State budget impact on city, county

MADISON - The 2009-11 state budget signed Monday by Gov. Jim Doyle includes $400,000 for bicycle lanes on County Road B in Douglas County while maintaining funds for shared revenue for cities and harbor assistance programs.

MADISON - The 2009-11 state budget signed Monday by Gov. Jim Doyle includes $400,000 for bicycle lanes on County Road B in Douglas County while maintaining funds for shared revenue for cities and harbor assistance programs.

Money for bike lanes along County Road B was carried over from federal funding not spent in the previous budget, said State Sen. Robert Jauch, D-Poplar. When the Friends of Pattison State Park asked Jauch for help for bike lane funding, he steered them toward the Transportation Enhancement Program which had $17 million available for streetscape, bike paths and street maintenance projects.

"No other bike lanes (in Douglas County) were funded from this program before," said Jauch. The city of Superior wants them for a similar path and can apply during the next funding cycle."

County Road B is scheduled to be reconstructed in 2011 from State Highway 35 to County Road A at Four Corners. It will have two 12-foot-wide asphalt traffic lanes and six foot graveled shoulders. The state money would pay to pave and stripe the shoulders as bike lanes, said County Highway Commissioner Paul Halverson.

"The legislators did us a favor to make the money available to the county but whether it's acceptable is a subject of debate here because it's not 100 percent funded, there's a 20 percent local match (of $80,000) involved," he said.


Although it passes Pattison State Park and an elementary school, there's not much bike traffic on County Road B due to the road's condition, said Halverson. The County Board of Supervisors will decide to add the bike lanes or not, he said.

The new budget kept $12 million in bonding authority for harbor assistance projects statewide, the same amount budgeted in 2007-09. The Port of Superior received $3 million in harbor assistance funds in 2008 for improvements to Fraser Shipyards and the port is looking to leverage the money to get $10 million in federal stimulus financing this year, said Jauch.

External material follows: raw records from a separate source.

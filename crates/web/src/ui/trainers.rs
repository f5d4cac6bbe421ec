use axum::{
    Form,
    extract::{Path, Query, State, rejection::FormRejection},
    response::Redirect,
};
use storage::{
    Database,
    dto::trainer::{CreateTrainerRequest, SPECIALTIES},
    models::Trainer,
};
use validator::Validate;

use super::{
    PageQuery, PageResult,
    layout::{self, Flash, escape},
};
use crate::{error::WebError, features::trainers::services};

const PATH: &str = "/trainers";

pub async fn page(State(db): State<Database>, Query(query): Query<PageQuery>) -> PageResult {
    let trainers = services::list_trainers(db.pool(), None).await?;

    let body = format!(
        "<h2>Trainers ({})</h2>{}{}",
        trainers.len(),
        trainer_table(&trainers),
        register_form()
    );

    Ok(layout::page("Trainers", PATH, query.flash, &body))
}

fn trainer_table(trainers: &[Trainer]) -> String {
    if trainers.is_empty() {
        return "<p>No trainers registered.</p>".to_string();
    }

    let rows: String = trainers
        .iter()
        .map(|t| {
            let action = if t.status.is_active() {
                layout::post_button(&format!("{PATH}/{}/deactivate", t.id), "Deactivate")
            } else {
                String::new()
            };
            format!(
                "<tr><td>{}</td><td>{}</td><td>{}</td><td>{} years</td><td>{:.1}</td>\
                 <td>{}</td><td>{action}</td></tr>",
                t.id,
                escape(&t.name),
                escape(&t.specialty),
                t.experience_years,
                t.rating,
                t.status.label(),
            )
        })
        .collect();

    format!(
        "<table><tr><th>ID</th><th>Name</th><th>Specialty</th><th>Experience</th>\
         <th>Rating</th><th>Status</th><th></th></tr>{rows}</table>"
    )
}

fn register_form() -> String {
    let specialties = layout::options(SPECIALTIES.iter().map(|s| (s.to_string(), *s)), None);

    format!(
        "<h2>Register a trainer</h2><form method=\"post\" action=\"{PATH}\"><fieldset>\
         <label>Name <input name=\"name\" required></label>\
         <label>Specialty <select name=\"specialty\">{specialties}</select></label>\
         <label>Experience (years) <input name=\"experience_years\" type=\"number\" min=\"0\" max=\"30\" value=\"1\"></label>\
         <label>Rating <input name=\"rating\" type=\"number\" min=\"1\" max=\"5\" step=\"0.1\" value=\"4.5\"></label>\
         <button type=\"submit\">Register</button></fieldset></form>"
    )
}

async fn register_trainer(db: &Database, req: &CreateTrainerRequest) -> Result<Trainer, WebError> {
    req.validate()?;
    Ok(services::register_trainer(db.pool(), req).await?)
}

pub async fn register(
    State(db): State<Database>,
    form: Result<Form<CreateTrainerRequest>, FormRejection>,
) -> Redirect {
    let result = match form {
        Ok(Form(req)) => register_trainer(&db, &req).await,
        Err(rejection) => Err(WebError::BadRequest(rejection.body_text())),
    };

    layout::after_submit(PATH, result, Flash::TrainerRegistered)
}

pub async fn deactivate(State(db): State<Database>, Path(id): Path<i64>) -> Redirect {
    let result = services::deactivate_trainer(db.pool(), id)
        .await
        .map_err(WebError::from);

    layout::after_submit(PATH, result, Flash::TrainerDeactivated)
}
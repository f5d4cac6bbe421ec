use chrono::NaiveDate;
use serde::{Deserialize, Serialize};
use utoipa::{IntoParams, ToSchema};
use validator::Validate;

use crate::models::{Member, MembershipType, Status};

/// Request payload for registering a new member
#[derive(Debug, Clone, Serialize, Deserialize, Validate, ToSchema)]
pub struct CreateMemberRequest {
    #[validate(
        length(min = 1, max = 255, message = "Name is required"),
        custom(function = "super::validate_not_blank")
    )]
    pub name: String,

    #[validate(
        length(min = 1, max = 255, message = "Email is required"),
        custom(function = "super::validate_not_blank")
    )]
    pub email: String,

    #[validate(length(max = 50))]
    #[serde(default)]
    pub phone: Option<String>,

    pub membership_type: MembershipType,

    pub start_date: NaiveDate,
}

impl CreateMemberRequest {
    /// Membership end date implied by the plan tier.
    pub fn end_date(&self) -> NaiveDate {
        self.membership_type.end_date(self.start_date)
    }

    /// Phone number with blank input treated as absent.
    pub fn normalized_phone(&self) -> Option<&str> {
        self.phone
            .as_deref()
            .map(str::trim)
            .filter(|phone| !phone.is_empty())
    }
}

#[derive(Debug, Default, Deserialize, IntoParams)]
pub struct MemberFilter {
    /// Only return members with this status
    pub status: Option<Status>,
}

/// Active member whose membership ends within the warning window
#[derive(Debug, Clone, PartialEq, Eq, Serialize, Deserialize, ToSchema)]
pub struct ExpiringMember {
    pub id: i64,
    pub name: String,
    pub email: String,
    pub end_date: NaiveDate,
    /// Days from today until `end_date`; zero or negative once expired
    pub days_left: i64,
    pub expired: bool,
}

impl ExpiringMember {
    pub fn from_member(member: Member, today: NaiveDate) -> Self {
        let days_left = (member.end_date - today).num_days();
        Self {
            id: member.id,
            name: member.name,
            email: member.email,
            end_date: member.end_date,
            days_left,
            expired: days_left <= 0,
        }
    }
}
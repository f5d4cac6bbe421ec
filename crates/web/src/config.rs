use anyhow::{Context, Result, bail};

const DEFAULT_HOST: &str = "127.0.0.1";
const DEFAULT_PORT: u16 = 8080;
const DEFAULT_DATABASE_URL: &str = "sqlite://gym_management.db";

#[derive(Debug, Clone, PartialEq, Eq)]
pub struct Config {
    pub host: String,
    pub port: u16,
    pub database_url: String,
    /// Insert demo members, trainers, workouts and classes on first start
    pub seed_demo_data: bool,
}

impl Config {
    pub fn from_env() -> Result<Self> {
        Self::from_lookup(|key| std::env::var(key).ok())
    }

    /// Build the configuration from any key lookup, falling back to defaults
    /// for missing keys.
    pub fn from_lookup<F>(lookup: F) -> Result<Self>
    where
        F: Fn(&str) -> Option<String>,
    {
        let port = match lookup("PORT") {
            Some(port) => port
                .trim()
                .parse()
                .with_context(|| format!("PORT must be a number, got '{port}'"))?,
            None => DEFAULT_PORT,
        };

        let seed_demo_data = match lookup("SEED_DEMO_DATA") {
            Some(value) => parse_bool(&value).context("Invalid SEED_DEMO_DATA")?,
            None => true,
        };

        Ok(Self {
            host: lookup("HOST").unwrap_or_else(|| DEFAULT_HOST.to_string()),
            port,
            database_url: lookup("DATABASE_URL")
                .unwrap_or_else(|| DEFAULT_DATABASE_URL.to_string()),
            seed_demo_data,
        })
    }

    pub fn bind_address(&self) -> String {
        format!("{}:{}", self.host, self.port)
    }
}

fn parse_bool(value: &str) -> Result<bool> {
    match value.trim().to_ascii_lowercase().as_str() {
        "1" | "true" | "yes" | "on" => Ok(true),
        "0" | "false" | "no" | "off" => Ok(false),
        other => bail!("expected a boolean, got '{other}'"),
    }
}

#[cfg(test)]
mod tests {
    use super::*;
    use std::collections::HashMap;

    fn config(vars: &[(&str, &str)]) -> Result<Config> {
        let vars: HashMap<String, String> = vars
            .iter()
            .map(|(k, v)| (k.to_string(), v.to_string()))
            .collect();
        Config::from_lookup(|key| vars.get(key).cloned())
    }

    #[test]
    fn test_defaults() {
        let config = config(&[]).unwrap();
        assert_eq!(config.host, "127.0.0.1");
        assert_eq!(config.port, 8080);
        assert_eq!(config.database_url, "sqlite://gym_management.db");
        assert!(config.seed_demo_data);
        assert_eq!(config.bind_address(), "127.0.0.1:8080");
    }

    #[test]
    fn test_overrides() {
        let config = config(&[
            ("HOST", "0.0.0.0"),
            ("PORT", "3000"),
            ("DATABASE_URL", "sqlite::memory:"),
            ("SEED_DEMO_DATA", "off"),
        ])
        .unwrap();
        assert_eq!(config.bind_address(), "0.0.0.0:3000");
        assert_eq!(config.database_url, "sqlite::memory:");
        assert!(!config.seed_demo_data);
    }

    #[test]
    fn test_bad_values_are_errors() {
        assert!(config(&[("PORT", "eighty")]).is_err());
        assert!(config(&[("SEED_DEMO_DATA", "maybe")]).is_err());
    }
}
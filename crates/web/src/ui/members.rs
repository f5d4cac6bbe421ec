use axum::{
    Form,
    extract::{Path, Query, State, rejection::FormRejection},
    response::Redirect,
};
use serde::Deserialize;
use storage::{
    Database,
    dto::member::CreateMemberRequest,
    models::{Member, MembershipType, Status},
};
use validator::Validate;

use super::{
    PageResult,
    layout::{self, Flash, escape},
};
use crate::{error::WebError, features::members::services};

const PATH: &str = "/members";

#[derive(Debug, Default, Deserialize)]
pub struct MembersQuery {
    pub flash: Option<Flash>,
    pub status: Option<Status>,
}

pub async fn page(State(db): State<Database>, Query(query): Query<MembersQuery>) -> PageResult {
    let members = services::list_members(db.pool(), query.status).await?;

    let filters = [("All", PATH.to_string())]
        .into_iter()
        .chain(
            [Status::Active, Status::Inactive]
                .into_iter()
                .map(|s| (s.label(), format!("{PATH}?status={}", s.as_str()))),
        )
        .map(|(label, href)| format!("<a href=\"{}\">{label}</a>", escape(&href)))
        .collect::<Vec<_>>()
        .join(" | ");

    let body = format!(
        "<h2>Members ({})</h2><p>{filters}</p>{}<h2>Register a member</h2>{}",
        members.len(),
        member_table(&members),
        register_form(crate::today())
    );

    let path = match query.status {
        Some(status) => format!("{PATH}?status={}", status.as_str()),
        None => PATH.to_string(),
    };

    Ok(layout::page("Members", &path, query.flash, &body))
}

fn member_table(members: &[Member]) -> String {
    if members.is_empty() {
        return "<p>No members registered.</p>".to_string();
    }

    let rows: String = members
        .iter()
        .map(|m| {
            let action = if m.status.is_active() {
                layout::post_button(&format!("{PATH}/{}/deactivate", m.id), "Deactivate")
            } else {
                String::new()
            };
            format!(
                "<tr><td>{}</td><td>{}</td><td>{}</td><td>{}</td><td>{}</td>\
                 <td>{}</td><td>{}</td><td>{}</td><td>{action}</td></tr>",
                m.id,
                escape(&m.name),
                escape(&m.email),
                escape(m.phone.as_deref().unwrap_or("")),
                m.membership_type,
                m.start_date,
                m.end_date,
                m.status.label(),
            )
        })
        .collect();

    format!(
        "<table><tr><th>ID</th><th>Name</th><th>Email</th><th>Phone</th><th>Plan</th>\
         <th>Start</th><th>End</th><th>Status</th><th></th></tr>{rows}</table>"
    )
}

fn register_form(today: chrono::NaiveDate) -> String {
    let plans = layout::options(
        MembershipType::ALL.iter().map(|t| {
            (
                t.as_str().to_string(),
                match t {
                    MembershipType::General => "General (180 days)",
                    MembershipType::Premium => "Premium (365 days)",
                    MembershipType::Vip => "VIP (730 days)",
                },
            )
        }),
        Some(MembershipType::General.as_str()),
    );

    format!(
        "<form method=\"post\" action=\"{PATH}\"><fieldset>\
         <label>Name <input name=\"name\" required></label>\
         <label>Email <input name=\"email\" type=\"email\" required></label>\
         <label>Phone <input name=\"phone\"></label>\
         <label>Plan <select name=\"membership_type\">{plans}</select></label>\
         <label>Start date <input name=\"start_date\" type=\"date\" value=\"{today}\" required></label>\
         <button type=\"submit\">Register</button></fieldset></form>"
    )
}

async fn register_member(db: &Database, req: &CreateMemberRequest) -> Result<Member, WebError> {
    req.validate()?;
    Ok(services::register_member(db.pool(), req).await?)
}

pub async fn register(
    State(db): State<Database>,
    form: Result<Form<CreateMemberRequest>, FormRejection>,
) -> Redirect {
    let result = match form {
        Ok(Form(req)) => register_member(&db, &req).await,
        Err(rejection) => Err(WebError::BadRequest(rejection.body_text())),
    };

    layout::after_submit(PATH, result, Flash::MemberRegistered)
}

pub async fn deactivate(State(db): State<Database>, Path(id): Path<i64>) -> Redirect {
    let result = services::deactivate_member(db.pool(), id)
        .await
        .map_err(WebError::from);

    layout::after_submit(PATH, result, Flash::MemberDeactivated)
}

"The harbor assistance program has provided valuable resources in the past that have been invested in number of grain elevators which has helped recruit jobs from Minnesota and retain jobs here," Jauch said.

The port will apply in August for $3 million to rebuild dock wall at the Gavilon Grain terminal in December, said Jason Serck, port and planning director.

"The project qualified last year but the state ran out of funding so we expect to be funded this time," he said of the

The budget "holds the line," on cuts in shared revenue to the cities, said Jauch. The Senate Conference Committee that worked out budget differences with the Assembly adopted the language suggested by Jauch and State Rep. Nick Milroy, D-Superior that enabled Superior to maintain its spending levels without losing state aid.

"The city of Superior was looking at having to cut 10-15 employees when shared revenue projections came out earlier this year. They approached my office and Jauch's and asked if we could work on the funding formula for cities with little or no growth to qualify for the expenditure restraint program. Thankfully it went through and there are 15 or so families in the Twin Ports that still have a breadwinner," Milroy said.

Superior Mayor Dave Ross said he was "very pleased," the changes introduced by Jauch and Milroy remained in the budget which "protects governments and local property taxpayers."


However, Ross voiced concerns about the doubling of tipping fees landfill operators will pay in the new budget. Superior owns a landfill and will have to pay about $13 a ton on garbage hauled in greatly increasing its costs, said Ross. He said the change could put the city's contract with the Western Lake Superior Sanitary District in jeopardy; the contract has saved taxpayers significantly in the cost of the operating the landfill.

"That's a significant increase but we won't pass that cost onto property taxpayers, we'll absorb it," he said.

The budget increases spending by $4 billion and hikes some taxes and fees, which indicates the state should have shown more fiscal constraint, said Ross.

"When everyone else has to live on less it isn't the time for the state to increase its spending and fees," he said.